[Board] One concern on obligations for OSGeo projects

jo at frot.org jo at frot.org
Wed Jun 4 04:00:13 PDT 2008


dear Luis, Jeroen,
On Wed, Jun 04, 2008 at 10:27:14AM +0200, Jeroen Ticheler wrote:
> Indeed we need to discuss this and it is on the agenda for Friday's  
> board meeting. This is also a point of concern to the UN and hence the  
> GeoNetwork project.
> >
> >We want to know if being a part of OSGeo implies compliance with  
> >export laws of US government, and among them the prohibition of being used in
> >the list of banned countries, present or future, that the USA  
> >government declares.

Asking for feedback from other FOSS foundations has gained very little
real information apart from "If in doubt, you should ask a lawyer". :/

http://wiki.osgeo.org/wiki/US_Export_Restrictions - I started a wiki
page to contain any facts that we may find out :) 

- Essentially, OSGeo as a US Corporation ought to comply 
  - But only US resident directors may really be "liable"
  - And many affected services - e.g. sourceforge - have not *enforced* 
- OSGeo's US-based hosting service also is subject to US export
restrictions, wherever the Foundation is based as a corporate entity. 
- Projects that are uncomfortable with this can still publish their source code 
and binaries from a distinct non-US location, as gvSIG does now. 
  - But if *OSGeo* were to republish embargoed code to a non-US based server 
it would still be covered under US export restrictions

*However* there is the question of code copyright assignment. Some
projects assign copyright to OSGeo via a formal legal contract.
Other projects have AFAIK no *contract* with the OSGeo Corporation - 
they are "part of OSGeo" via a consensus decision. 
Does this make them legally subject to the same laws? 
Yet we do need advice for the projects that are assigning
their copyright directly to the Foundation (MapGuide, GeoTools). 

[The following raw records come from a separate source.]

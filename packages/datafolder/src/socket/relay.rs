//! Broadcast relay for sockets that share a path.

use std::collections::HashMap;
use std::sync::{Arc, Mutex};

use tracing::{debug, trace, warn};

use crate::lock;
use crate::socket::{close_code, Message, SocketHandle, SocketId};

/// Path to the sockets currently joined on it.
#[derive(Debug, Default)]
pub struct BroadcastRelay {
    by_path: Mutex<HashMap<String, Vec<SocketHandle>>>,
}

impl BroadcastRelay {
    pub fn new() -> Self {
        Self::default()
    }

    pub fn join(self: &Arc<Self>, path: &str, socket: SocketHandle) -> RelayMember {
        debug!(path, socket = %socket.id(), "relay socket joined");
        lock(&self.by_path)
            .entry(path.to_string())
            .or_default()
            .push(socket.clone());
        RelayMember {
            path: path.to_string(),
            socket,
            relay: Arc::clone(self),
        }
    }

    /// Remove a socket from `path`. Returns false if it was not there.
    pub fn leave(&self, path: &str, id: SocketId) -> bool {
        let mut by_path = lock(&self.by_path);
        let Some(sockets) = by_path.get_mut(path) else {
            return false;
        };
        let before = sockets.len();
        sockets.retain(|socket| socket.id() != id);
        let removed = sockets.len() != before;
        if sockets.is_empty() {
            by_path.remove(path);
        }
        removed
    }

    pub fn len(&self, path: &str) -> usize {
        lock(&self.by_path).get(path).map_or(0, Vec::len)
    }

    fn peers(&self, path: &str, sender: SocketId) -> Vec<SocketHandle> {
        lock(&self.by_path)
            .get(path)
            .map(|sockets| {
                sockets
                    .iter()
                    .filter(|socket| socket.id() != sender)
                    .cloned()
                    .collect()
            })
            .unwrap_or_default()
    }
}

/// One socket's membership of a relay path.
#[derive(Debug)]
pub struct RelayMember {
    path: String,
    socket: SocketHandle,
    relay: Arc<BroadcastRelay>,
}

impl RelayMember {
    pub fn path(&self) -> &str {
        &self.path
    }

    pub fn id(&self) -> SocketId {
        self.socket.id()
    }

    /// Forward `message` to every other socket on the path.
    pub fn message(&self, message: Message) {
        trace!(path = %self.path, socket = %self.socket.id(), ?message, "relay message");
        for peer in self.relay.peers(&self.path, self.socket.id()) {
            if let Err(e) = peer.send(message.clone()) {
                warn!(path = %self.path, socket = %peer.id(), error = %e, "relay send failed");
            }
        }
    }

    /// Transport error: evict and close.
    pub fn error(self, reason: &str) {
        warn!(path = %self.path, socket = %self.socket.id(), reason, "relay socket error");
        self.relay.leave(&self.path, self.socket.id());
        self.socket.close(close_code::INTERNAL_ERROR);
    }

    pub fn closed(self, code: u16, reason: &str) {
        debug!(path = %self.path, socket = %self.socket.id(), code, reason, "relay socket closed");
        self.relay.leave(&self.path, self.socket.id());
    }
}

#[cfg(test)]
mod tests {
    use super::*;
    use crate::socket::testing::RecordingSocket;
    use crate::socket::WebSocket;

    fn member(
        relay: &Arc<BroadcastRelay>,
        path: &str,
    ) -> (RelayMember, Arc<RecordingSocket>) {
        let socket = Arc::new(RecordingSocket::default());
        let member = relay.join(path, SocketHandle::new(socket.clone()));
        (member, socket)
    }

    #[test]
    fn message_reaches_peers_but_not_sender() {
        let relay = Arc::new(BroadcastRelay::new());
        let (a, sa) = member(&relay, "/chat/room1");
        let (_b, sb) = member(&relay, "/chat/room1");
        let (_c, sc) = member(&relay, "/chat/room2");

        a.message(Message::from("hello"));

        assert!(sa.sent().is_empty());
        assert_eq!(sb.sent(), vec![Message::from("hello")]);
        assert!(sc.sent().is_empty());
    }

    #[test]
    fn closed_member_is_evicted() {
        let relay = Arc::new(BroadcastRelay::new());
        let (a, sa) = member(&relay, "/chat/room1");
        let (_b, sb) = member(&relay, "/chat/room1");
        let a_id = a.id();

        a.closed(1000, "bye");
        assert_eq!(relay.len("/chat/room1"), 1);
        assert!(!relay.leave("/chat/room1", a_id));

        let (c, _sc) = member(&relay, "/chat/room1");
        c.message(Message::from("later"));
        assert!(sa.sent().is_empty());
        assert_eq!(sb.sent(), vec![Message::from("later")]);
    }

    #[test]
    fn error_evicts_and_closes() {
        let relay = Arc::new(BroadcastRelay::new());
        let (a, sa) = member(&relay, "/p");
        let (b, _sb) = member(&relay, "/p");

        a.error("connection reset");
        assert_eq!(sa.closed_with(), Some(1011));
        assert_eq!(relay.len("/p"), 1);

        b.message(Message::from("x"));
        assert!(sa.sent().is_empty());
    }

    #[test]
    fn failing_peer_does_not_stop_the_fan_out() {
        let relay = Arc::new(BroadcastRelay::new());
        let (a, _sa) = member(&relay, "/p");
        let (_b, sb) = member(&relay, "/p");
        let (_c, sc) = member(&relay, "/p");
        sb.close(1006);

        a.message(Message::from("still"));
        assert_eq!(sc.sent(), vec![Message::from("still")]);
    }

    #[test]
    fn empty_paths_are_dropped() {
        let relay = Arc::new(BroadcastRelay::new());
        let (a, _sa) = member(&relay, "/p");
        a.closed(1000, "");
        assert_eq!(relay.len("/p"), 0);
        assert!(lock(&relay.by_path).is_empty());
    }
}
//! Mount computation for data folder requests.
//!
//! The path resolver walks an inbound URL against the served tree and reports
//! where it found a data folder. This crate turns that report into:
//! - `MountPoint`: the URL prefix a data folder is served under, plus the
//!   folder on disk backing it
//! - a subpath: whatever follows the mount in the raw URL
//! - `Canonical`: whether a request should be delegated or redirected to the
//!   canonical mount path first
//!
//! # Example
//!
//! ```rust
//! use wikimount_path::{ItemType, MountPoint, ResolvedPath, StatPath};
//!
//! let resolved = ResolvedPath::new(["wiki"], ["foo", "static"]);
//! let stat = StatPath::new("/srv/wikis/foo", 1, ItemType::Datafolder);
//!
//! let point = MountPoint::compute(&resolved, &stat, "/wiki/foo/static").unwrap();
//! assert_eq!(point.mount, "/wiki/foo");
//! assert_eq!(point.subpath("/wiki/foo/static"), "/static");
//! ```

mod canonical;
mod error;
mod mount;
mod resolve;

pub use canonical::{canonicalize, reload_requested, Canonical, PathOptions};
pub use error::{MountError, Result};
pub use mount::MountPoint;
pub use resolve::{ItemType, ResolvedPath, StatPath};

In the "worst case" i have heard outlined, if any project has just one
US-based developer, even if the project + infrastructure is outside the
US, the code base as a whole may still be subject to export restrictions!
At this point it just becomes a "circle of FUD" and we need legal advice :/

Autodesk must have done some of the relevant research on this, and their
in-house legal team may be willing to help out. 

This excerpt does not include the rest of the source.